Forward genetic screens in Drosophila melanogaster
using ethyl methanesulfonate (EMS) mutagenesis are a powerful approach for identifying genes that modulate specific biological processes in an in vivo
setting. The mapping of genes that contain randomly-induced point mutations has become more efficient in Drosophila
thanks to the maturation and availability of many types of genetic tools. However, classic approaches to gene mapping are relatively slow and ultimately require extensive Sanger sequencing of candidate chromosomal loci. With the advent of new high-throughput sequencing techniques, it is increasingly efficient to directly re-sequence the whole genome of model organisms. This approach, in combination with traditional chromosomal mapping, has the potential to greatly simplify and accelerate mutation identification in mutants generated in EMS screens. Here we show that next-generation sequencing (NGS) is an accurate and efficient tool for high-throughput sequencing and mutation discovery in Drosophila melanogaster.

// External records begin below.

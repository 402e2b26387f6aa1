//! Rolling 7-day energy forecast.

use chrono::{Duration, NaiveDate};

use crate::energy::estimator::hourly_energy;
use crate::types::{CircadianProfile, DayPrediction, MenstrualCycleBaseline};

/// Number of days covered by a forecast, today inclusive.
pub const FORECAST_DAYS: usize = 7;

/// Forecast `today` through `today + 6`.
///
/// Each day is estimated independently from its own offset against the
/// cycle baseline; nothing is derived incrementally from the previous day.
pub fn forecast(
    profile: &CircadianProfile,
    cycle: Option<&MenstrualCycleBaseline>,
    today: NaiveDate,
) -> Vec<DayPrediction> {
    (0..FORECAST_DAYS as i64)
        .map(|offset| {
            let date = today + Duration::days(offset);
            let hourly_levels = hourly_energy(profile, cycle, date);

            let cycle_phase = hourly_levels[0].phase;
            let total: u32 = hourly_levels.iter().map(|l| u32::from(l.energy)).sum();
            let baseline_energy =
                (f64::from(total) / hourly_levels.len() as f64).round() as u8;

            DayPrediction {
                date,
                cycle_phase,
                baseline_energy,
                hourly_levels,
            }
        })
        .collect()
}
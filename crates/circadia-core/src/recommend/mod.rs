//! Recommendation mapping.
//!
//! Translates (hour, energy, phase) estimates into suggested activities,
//! foods, and short rationale/advice copy. Pure table lookups; no state.

mod activity;
mod advice;
mod daily;

pub use activity::{recommend, time_slots};
pub use advice::phase_advice;
pub use daily::daily_recommendation;
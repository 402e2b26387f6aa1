//! Chronotype derivation from survey answers.
//!
//! The survey flow itself lives with the collecting collaborator; this is
//! the scoring rule applied to its two time answers.

use crate::types::Chronotype;

/// Derive a chronotype from the natural wake hour and the self-reported
/// peak energy hour (both 0-23).
///
/// Early risers with a before-noon peak classify as morning types, late
/// risers with a late-afternoon peak as evening types, everyone else as
/// intermediate.
pub fn analyze_chronotype(natural_wake_hour: u32, peak_energy_hour: u32) -> Chronotype {
    if natural_wake_hour <= 6 && peak_energy_hour <= 12 {
        Chronotype::Morning
    } else if natural_wake_hour >= 9 && peak_energy_hour >= 16 {
        Chronotype::Evening
    } else {
        Chronotype::Intermediate
    }
}
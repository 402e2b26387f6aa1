//! Domain records shared across the engine.
//!
//! The two input records ([`CircadianProfile`], [`MenstrualCycleBaseline`])
//! are owned by the collecting collaborator and read-only to the engine.
//! Everything else is engine output, newly constructed per call.

use std::fmt;
use std::str::FromStr;

use chrono::{Duration, NaiveDate, NaiveTime};
use serde::{Deserialize, Serialize};

use crate::error::ValidationError;

/// Minimum supported cycle length in days.
pub const MIN_CYCLE_LENGTH: u32 = 21;
/// Maximum supported cycle length in days.
pub const MAX_CYCLE_LENGTH: u32 = 35;

/// Natural circadian disposition derived from the onboarding survey.
#[derive(Debug, Clone, Copy, PartialEq, Eq, Serialize, Deserialize)]
#[serde(rename_all = "lowercase")]
pub enum Chronotype {
    /// Early wake, energy peaks before noon.
    Morning,
    /// Mid-morning peak, the most common disposition.
    Intermediate,
    /// Late wake, energy peaks in the early afternoon.
    Evening,
}

impl fmt::Display for Chronotype {
    fn fmt(&self, f: &mut fmt::Formatter<'_>) -> fmt::Result {
        let s = match self {
            Chronotype::Morning => "morning",
            Chronotype::Intermediate => "intermediate",
            Chronotype::Evening => "evening",
        };
        f.write_str(s)
    }
}

impl FromStr for Chronotype {
    type Err = ValidationError;

    fn from_str(s: &str) -> Result<Self, Self::Err> {
        match s.to_lowercase().as_str() {
            "morning" => Ok(Chronotype::Morning),
            "intermediate" => Ok(Chronotype::Intermediate),
            "evening" => Ok(Chronotype::Evening),
            _ => Err(ValidationError::InvalidValue {
                field: "chronotype".into(),
                message: format!("'{s}' is not one of morning/intermediate/evening"),
            }),
        }
    }
}

/// Menstrual-cycle stage for a given day, or `Neutral` when no cycle
/// baseline exists.
#[derive(Debug, Clone, Copy, PartialEq, Eq, Serialize, Deserialize)]
#[serde(rename_all = "lowercase")]
pub enum CyclePhase {
    Menstrual,
    Follicular,
    Ovulatory,
    Luteal,
    Neutral,
}

impl fmt::Display for CyclePhase {
    fn fmt(&self, f: &mut fmt::Formatter<'_>) -> fmt::Result {
        let s = match self {
            CyclePhase::Menstrual => "menstrual",
            CyclePhase::Follicular => "follicular",
            CyclePhase::Ovulatory => "ovulatory",
            CyclePhase::Luteal => "luteal",
            CyclePhase::Neutral => "neutral",
        };
        f.write_str(s)
    }
}

/// Gender recorded during onboarding. Not consumed by the energy model.
#[derive(Debug, Clone, Copy, PartialEq, Eq, Serialize, Deserialize)]
#[serde(rename_all = "lowercase")]
pub enum Gender {
    Male,
    Female,
}

impl fmt::Display for Gender {
    fn fmt(&self, f: &mut fmt::Formatter<'_>) -> fmt::Result {
        let s = match self {
            Gender::Male => "male",
            Gender::Female => "female",
        };
        f.write_str(s)
    }
}

impl FromStr for Gender {
    type Err = ValidationError;

    fn from_str(s: &str) -> Result<Self, Self::Err> {
        match s.to_lowercase().as_str() {
            "male" => Ok(Gender::Male),
            "female" => Ok(Gender::Female),
            _ => Err(ValidationError::InvalidValue {
                field: "gender".into(),
                message: format!("'{s}' is not one of male/female"),
            }),
        }
    }
}

/// Circadian profile collected once during onboarding.
///
/// Only `chronotype` feeds the energy model; the survey answers round-trip
/// through storage for display and re-derivation.
#[derive(Debug, Clone, Serialize, Deserialize)]
pub struct CircadianProfile {
    /// Derived or user-selected chronotype.
    pub chronotype: Chronotype,
    #[serde(default, skip_serializing_if = "Option::is_none")]
    pub gender: Option<Gender>,
    /// Natural wake time from the survey.
    #[serde(default, skip_serializing_if = "Option::is_none")]
    pub natural_wake_time: Option<NaiveTime>,
    /// Self-reported peak energy time from the survey.
    #[serde(default, skip_serializing_if = "Option::is_none")]
    pub peak_energy_time: Option<NaiveTime>,
}

impl CircadianProfile {
    /// Create a profile from a chronotype alone.
    pub fn new(chronotype: Chronotype) -> Self {
        Self {
            chronotype,
            gender: None,
            natural_wake_time: None,
            peak_energy_time: None,
        }
    }
}

/// Menstrual-cycle baseline collected once during onboarding.
#[derive(Debug, Clone, Serialize, Deserialize)]
pub struct MenstrualCycleBaseline {
    /// Calendar date the last period started.
    pub last_period_start: NaiveDate,
    /// Average cycle length in days, within [`MIN_CYCLE_LENGTH`]..=[`MAX_CYCLE_LENGTH`].
    pub cycle_length: u32,
    /// Expected start of the next period. Informational only; the phase
    /// model never reads it.
    pub next_period_expected: NaiveDate,
}

impl MenstrualCycleBaseline {
    /// Create a validated baseline.
    ///
    /// `cycle_length` outside the supported range is rejected here, at the
    /// boundary where the value is first accepted. When
    /// `next_period_expected` is not supplied it defaults to
    /// `last_period_start + cycle_length` days.
    pub fn new(
        last_period_start: NaiveDate,
        cycle_length: u32,
        next_period_expected: Option<NaiveDate>,
    ) -> Result<Self, ValidationError> {
        if !(MIN_CYCLE_LENGTH..=MAX_CYCLE_LENGTH).contains(&cycle_length) {
            return Err(ValidationError::CycleLengthOutOfRange {
                value: cycle_length,
                min: MIN_CYCLE_LENGTH,
                max: MAX_CYCLE_LENGTH,
            });
        }
        let next_period_expected = next_period_expected
            .unwrap_or(last_period_start + Duration::days(i64::from(cycle_length)));
        Ok(Self {
            last_period_start,
            cycle_length,
            next_period_expected,
        })
    }
}

/// Estimated energy for one hour of one day.
#[derive(Debug, Clone, Copy, PartialEq, Eq, Serialize, Deserialize)]
pub struct EnergyLevel {
    /// Hour of day (0-23)
    pub hour: u8,
    /// Estimated energy (0-100)
    pub energy: u8,
    /// Cycle phase of the day. Identical across all 24 records of a day.
    pub phase: CyclePhase,
}

/// One day of the 7-day forecast.
#[derive(Debug, Clone, Serialize, Deserialize)]
pub struct DayPrediction {
    pub date: NaiveDate,
    pub cycle_phase: CyclePhase,
    /// Rounded mean of the day's 24 hourly energies (0-100).
    pub baseline_energy: u8,
    /// Exactly 24 entries, hours 0..=23 in order.
    pub hourly_levels: Vec<EnergyLevel>,
}

/// Category of a suggested activity.
#[derive(Debug, Clone, Copy, PartialEq, Eq, Serialize, Deserialize)]
#[serde(rename_all = "lowercase")]
pub enum ActivityCategory {
    Focus,
    Creative,
    Social,
    Rest,
    Exercise,
    Routine,
}

/// A suggested activity for a time slot.
#[derive(Debug, Clone, PartialEq, Eq, Serialize, Deserialize)]
pub struct Activity {
    pub name: String,
    pub description: String,
    pub category: ActivityCategory,
    /// Symbolic icon identifier, opaque to the engine.
    pub icon: String,
}

impl Activity {
    pub fn new(
        name: impl Into<String>,
        description: impl Into<String>,
        category: ActivityCategory,
        icon: impl Into<String>,
    ) -> Self {
        Self {
            name: name.into(),
            description: description.into(),
            category,
            icon: icon.into(),
        }
    }
}

/// Hourly recommendation: suggested activities plus a rationale sentence.
#[derive(Debug, Clone, Serialize, Deserialize)]
pub struct TimeSlot {
    pub hour: u8,
    pub energy_level: u8,
    /// Between 1 and 4 entries, best first.
    pub activities: Vec<Activity>,
    pub rationale: String,
}

/// Day-level food and activity suggestions.
#[derive(Debug, Clone, PartialEq, Eq, Serialize, Deserialize)]
pub struct DailyRecommendation {
    pub foods: Vec<String>,
    pub activities: Vec<String>,
}

#[cfg(test)]
mod tests {
    use super::*;

    #[test]
    fn test_baseline_rejects_out_of_range_length() {
        let start = NaiveDate::from_ymd_opt(2025, 3, 1).unwrap();
        assert!(MenstrualCycleBaseline::new(start, 20, None).is_err());
        assert!(MenstrualCycleBaseline::new(start, 36, None).is_err());
        assert!(MenstrualCycleBaseline::new(start, 21, None).is_ok());
        assert!(MenstrualCycleBaseline::new(start, 35, None).is_ok());
    }

    #[test]
    fn test_baseline_defaults_next_expected() {
        let start = NaiveDate::from_ymd_opt(2025, 3, 1).unwrap();
        let baseline = MenstrualCycleBaseline::new(start, 28, None).unwrap();
        assert_eq!(
            baseline.next_period_expected,
            NaiveDate::from_ymd_opt(2025, 3, 29).unwrap()
        );
    }

    #[test]
    fn test_chronotype_from_str() {
        assert_eq!("morning".parse::<Chronotype>().unwrap(), Chronotype::Morning);
        assert_eq!("Evening".parse::<Chronotype>().unwrap(), Chronotype::Evening);
        assert!("lark".parse::<Chronotype>().is_err());
    }

    #[test]
    fn test_phase_display_matches_serde() {
        assert_eq!(CyclePhase::Ovulatory.to_string(), "ovulatory");
        assert_eq!(CyclePhase::Neutral.to_string(), "neutral");
    }
}
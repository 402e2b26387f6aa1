//! Menstrual-cycle phase model.

use crate::types::CyclePhase;

// Phase boundaries in days from cycle start. The tail (luteal) runs to the
// end of the cycle, whatever its length.
const MENSTRUAL_END: i64 = 5;
const FOLLICULAR_END: i64 = 12;
const OVULATORY_END: i64 = 17;

/// Map a day offset from the last period start to a cycle phase.
///
/// The offset may be negative (target date before the recorded period
/// start); floored modulo normalizes it into `[0, cycle_length)` first.
/// A degenerate `cycle_length` of 0 degrades to `Neutral` rather than
/// panicking on the modulo.
pub fn phase_of(days_since_last_period: i64, cycle_length: u32) -> CyclePhase {
    if cycle_length == 0 {
        return CyclePhase::Neutral;
    }
    let phase_day = days_since_last_period.rem_euclid(i64::from(cycle_length));

    if phase_day < MENSTRUAL_END {
        CyclePhase::Menstrual
    } else if phase_day < FOLLICULAR_END {
        CyclePhase::Follicular
    } else if phase_day < OVULATORY_END {
        CyclePhase::Ovulatory
    } else {
        CyclePhase::Luteal
    }
}

/// Multiplicative energy modifier for a cycle phase.
pub fn energy_modifier(phase: CyclePhase) -> f64 {
    match phase {
        CyclePhase::Menstrual => 0.70,
        CyclePhase::Follicular => 1.00,
        CyclePhase::Ovulatory => 1.10,
        CyclePhase::Luteal => 0.85,
        CyclePhase::Neutral => 1.00,
    }
}
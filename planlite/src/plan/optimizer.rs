// Copyright (c) 2024-2025 DeepGraph Inc.
// SPDX-License-Identifier: Apache-2.0
//
//! Optimizer error taxonomy and optimization levels
//!
//! Ambiguous predicate attribution is deliberately absent here: it is never
//! surfaced, the affected filter is just left where it is.

use serde::{Deserialize, Serialize};
use std::fmt;
use thiserror::Error;

use super::logical::LogicalNode;
use crate::storage::TableError;

/// Optimization levels
#[derive(Debug, Clone, Copy, PartialEq, Eq, Serialize, Deserialize, Default)]
#[serde(rename_all = "lowercase")]
pub enum OptimizationLevel {
    None,  // No rewrites, the resolved tree is returned unchanged
    Basic, // Filter pushdown into tables and below subquery aliases
    #[default]
    Advanced, // Adds index conversion and projection pushdown
    Aggressive, // Same rule set as Advanced
}

impl OptimizationLevel {
    pub fn allows_filter_pushdown(&self) -> bool {
        !matches!(self, OptimizationLevel::None)
    }

    pub fn allows_index_pushdown(&self) -> bool {
        matches!(
            self,
            OptimizationLevel::Advanced | OptimizationLevel::Aggressive
        )
    }

    pub fn allows_projection_pushdown(&self) -> bool {
        self.allows_index_pushdown()
    }
}

impl std::str::FromStr for OptimizationLevel {
    type Err = OptimizerError;

    fn from_str(s: &str) -> Result<Self, Self::Err> {
        match s.trim().to_lowercase().as_str() {
            "none" => Ok(OptimizationLevel::None),
            "basic" => Ok(OptimizationLevel::Basic),
            "advanced" => Ok(OptimizationLevel::Advanced),
            "aggressive" => Ok(OptimizationLevel::Aggressive),
            _ => Err(OptimizerError::InvalidConfig(format!(
                "Unknown optimization level: {}. Valid options: none, basic, advanced, aggressive",
                s
            ))),
        }
    }
}

impl fmt::Display for OptimizationLevel {
    fn fmt(&self, f: &mut fmt::Formatter<'_>) -> fmt::Result {
        let name = match self {
            OptimizationLevel::None => "none",
            OptimizationLevel::Basic => "basic",
            OptimizationLevel::Advanced => "advanced",
            OptimizationLevel::Aggressive => "aggressive",
        };
        write!(f, "{}", name)
    }
}

/// Optimizer errors. Any of these aborts the analysis of the whole query.
#[derive(Error, Debug)]
pub enum OptimizerError {
    /// A pass met a node shape it does not support
    #[error("Invalid node type for {rule}: {node}")]
    InvalidNodeType { rule: &'static str, node: String },

    /// A column reference no longer matches any column of the rewritten schema
    #[error("Column '{column}' of table '{table}' not found in schema")]
    ColumnNotFound { table: String, column: String },

    /// An unqualified column reference matches columns of several owners
    #[error("Ambiguous column reference '{0}'")]
    AmbiguousColumn(String),

    /// Two table-like nodes of one query share a name
    #[error("Not unique table/alias: '{0}'")]
    DuplicateAlias(String),

    /// A table rejected a capability call
    #[error("Table error: {0}")]
    Table(#[from] TableError),

    #[error("Query analysis was cancelled")]
    Cancelled,

    #[error("Invalid optimizer configuration: {0}")]
    InvalidConfig(String),
}

impl OptimizerError {
    pub(crate) fn invalid_node(rule: &'static str, node: &LogicalNode) -> Self {
        let label = node.to_string();
        OptimizerError::InvalidNodeType {
            rule,
            node: label.lines().next().unwrap_or_default().to_string(),
        }
    }
}

pub type OptimizerResult<T> = Result<T, OptimizerError>;

#[cfg(test)]
mod tests {
    use super::*;

    #[test]
    fn test_level_parsing() {
        assert_eq!(
            "Advanced".parse::<OptimizationLevel>().unwrap(),
            OptimizationLevel::Advanced
        );
        assert_eq!(
            " none ".parse::<OptimizationLevel>().unwrap(),
            OptimizationLevel::None
        );
        assert!("turbo".parse::<OptimizationLevel>().is_err());
    }

    #[test]
    fn test_level_rule_gates() {
        assert!(!OptimizationLevel::None.allows_filter_pushdown());
        assert!(OptimizationLevel::Basic.allows_filter_pushdown());
        assert!(!OptimizationLevel::Basic.allows_projection_pushdown());
        assert!(OptimizationLevel::Aggressive.allows_index_pushdown());
    }
}
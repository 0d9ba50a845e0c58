// Copyright (c) 2024-2025 DeepGraph Inc.
// SPDX-License-Identifier: Apache-2.0
//
//! Logical plan nodes
//!
//! A resolved plan is a rooted, ordered tree of `LogicalNode` values. Rewrites
//! never mutate a node in place: they consume the tree and build a new one,
//! reusing whatever subtrees they leave untouched.

use std::fmt;

use crate::ast::Expression;
use crate::schema::{Column, Schema};
use crate::storage::{IndexDef, IndexLookup, TableHandle};

/// Join flavours
#[derive(Debug, Clone, Copy, PartialEq, Eq)]
pub enum JoinType {
    Inner,
    /// Preserves child 0; child 1 may produce NULLs
    Left,
    /// Preserves child 1; child 0 may produce NULLs
    Right,
}

impl JoinType {
    pub fn is_outer(&self) -> bool {
        matches!(self, JoinType::Left | JoinType::Right)
    }
}

impl fmt::Display for JoinType {
    fn fmt(&self, f: &mut fmt::Formatter<'_>) -> fmt::Result {
        match self {
            JoinType::Inner => write!(f, "InnerJoin"),
            JoinType::Left => write!(f, "LeftJoin"),
            JoinType::Right => write!(f, "RightJoin"),
        }
    }
}

/// Marker recording that a rewrite already happened on the wrapped table
#[derive(Debug, Clone, PartialEq)]
pub enum Decoration {
    /// Predicates installed into the table through its filter capability
    FilteredAccess { filters: Vec<Expression> },
    /// Columns installed into the table through its projection capability
    ProjectedAccess { columns: Vec<String> },
}

impl fmt::Display for Decoration {
    fn fmt(&self, f: &mut fmt::Formatter<'_>) -> fmt::Result {
        match self {
            Decoration::FilteredAccess { filters } => {
                let filters: Vec<String> = filters.iter().map(|e| e.to_string()).collect();
                write!(f, "Filtered table access on [{}]", filters.join(" "))
            }
            Decoration::ProjectedAccess { columns } => {
                write!(f, "Projected table access on [{}]", columns.join(" "))
            }
        }
    }
}

/// Sort key
#[derive(Debug, Clone, PartialEq)]
pub struct SortExpression {
    pub expression: Expression,
    pub ascending: bool,
}

/// Logical plan node
#[derive(Debug, Clone, PartialEq)]
pub enum LogicalNode {
    /// Full scan of a table
    ResolvedTable { table: TableHandle },

    /// Table the resolver could not find
    UnresolvedTable { name: String },

    /// A table (or index access) referred to by another name
    TableAlias {
        name: String,
        input: Box<LogicalNode>,
    },

    /// Scan through an index lookup
    IndexedTableAccess {
        table: TableHandle,
        index: IndexDef,
        lookup: IndexLookup,
        key_expressions: Vec<Expression>,
    },

    /// Literal rows used as a table (`VALUES (...), (...) AS name`)
    ValueDerivedTable {
        name: String,
        schema: Schema,
        rows: Vec<Vec<Expression>>,
    },

    /// Derived table; opaque to outer rewrites
    SubqueryAlias {
        name: String,
        input: Box<LogicalNode>,
    },

    Filter {
        condition: Expression,
        input: Box<LogicalNode>,
    },

    Project {
        expressions: Vec<Expression>,
        input: Box<LogicalNode>,
    },

    Sort {
        expressions: Vec<SortExpression>,
        input: Box<LogicalNode>,
    },

    Limit {
        count: usize,
        offset: usize,
        input: Box<LogicalNode>,
    },

    Join {
        join_type: JoinType,
        condition: Expression,
        left: Box<LogicalNode>,
        right: Box<LogicalNode>,
    },

    /// Join whose secondary side (child 1) is probed through an index per
    /// primary row (child 0)
    IndexedJoin {
        join_type: JoinType,
        condition: Expression,
        left: Box<LogicalNode>,
        right: Box<LogicalNode>,
    },

    /// Transparent wrapper recording a rewrite
    Decorated {
        decoration: Decoration,
        input: Box<LogicalNode>,
    },

    InsertInto {
        table: TableHandle,
        source: Box<LogicalNode>,
    },

    Update {
        assignments: Vec<(String, Expression)>,
        input: Box<LogicalNode>,
    },

    DeleteFrom { input: Box<LogicalNode> },

    CreateTable { name: String, schema: Schema },
}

As a test case, mutant strains of Drosophila
that exhibited long-term survival of severed peripheral axons were identified in a forward EMS mutagenesis. All mutants were recessive and fell into a single lethal complementation group, which suggested that a single gene was responsible for the protective axon degenerative phenotype. Whole genome sequencing of these genomes identified the underlying gene ect4
. To improve the process of genome wide mutation identification, we developed Genomes Management Application (GEM.app, https://genomics.med.miami.edu), a graphical online user interface to a custom query framework. Using a custom GEM.app query, we were able to identify that each mutant carried a unique non-sense mutation in the gene ect4
), which was recently shown by Osterloh et al.
to be essential for the activation of axonal degeneration. Our results demonstrate the current advantages and limitations of NGS in Drosophila
and we introduce GEM.app as a simple yet powerful genomics analysis tool for the Drosophila
community. At a current cost of <$1,000 per genome, NGS should thus become a standard gene discovery tool in EMS induced genetic forward screens.